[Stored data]
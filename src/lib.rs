#![deny(clippy::unwrap_used, clippy::expect_used)]
//! Codepoint allocation and composite glyph layout for music notation fonts.
//!
//! An atoms document ([`spec::AtomSpec`]) declares notation systems and
//! imported symbols. [`allocate`] assigns every note variant, symbol and
//! accidental composite a codepoint, [`validator::validate`] and
//! [`validator::check_drift`] guard the result, [`mapping::export`] writes
//! the runtime mapping, and [`builder::build_font`] places the composites
//! into a font through a [`FontBackend`].

mod allocator;
pub mod atom;
pub mod backend;
pub mod builder;
mod common;
mod error;
mod font;
pub mod geometry;
mod glyph;
mod layer;
pub mod layout;
pub mod mapping;
pub mod resolver;
mod serde_helpers;
mod shape;
pub mod spec;
pub mod validator;

pub use crate::{
    allocator::allocate,
    atom::{AccidentalKind, AtomId, OctaveVariant},
    backend::{FontBackend, GlyphKey, MemoryFont},
    builder::{build_font, BuildOptions, BuildReport},
    common::{Node, NodeType},
    error::FontgenError,
    font::Font,
    glyph::{Glyph, GlyphList},
    layer::Layer,
    layout::CodepointLayout,
    mapping::Mapping,
    shape::{Component, OutlinePen, Path, PathBuilder, Shape},
    spec::{load_spec, AtomSpec},
};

◆ **Problem**:
An exact written copy of every entry is the required answer.

◆ **Solution to the problem**:
filename src/lib.rs
#![deny(clippy::unwrap_used, clippy::expect_used)]
//! Codepoint allocation and composite glyph layout for music notation fonts.
//!
//! An atoms document ([`spec::AtomSpec`]) declares notation systems and
//! imported symbols. [`allocate`] assigns every note variant, symbol and
//! accidental composite a codepoint, [`validator::validate`] and
//! [`validator::check_drift`] guard the result, [`mapping::export`] writes
//! the runtime mapping, and [`builder::build_font`] places the composites
//! into a font through a [`FontBackend`].

mod allocator;
pub mod atom;
pub mod backend;
pub mod builder;
mod common;
mod error;
mod font;
pub mod geometry;
mod glyph;
mod layer;
pub mod layout;
pub mod mapping;
pub mod resolver;
mod serde_helpers;
mod shape;
pub mod spec;
pub mod validator;

pub use crate::{
    allocator::allocate,
    atom::{AccidentalKind, AtomId, OctaveVariant},
    backend::{FontBackend, GlyphKey, MemoryFont},
    builder::{build_font, BuildOptions, BuildReport},
    common::{Node, NodeType},
    error::FontgenError,
    font::Font,
    glyph::{Glyph, GlyphList},
    layer::Layer,
    layout::CodepointLayout,
    mapping::Mapping,
    shape::{Component, OutlinePen, Path, PathBuilder, Shape},
    spec::{load_spec, AtomSpec},
};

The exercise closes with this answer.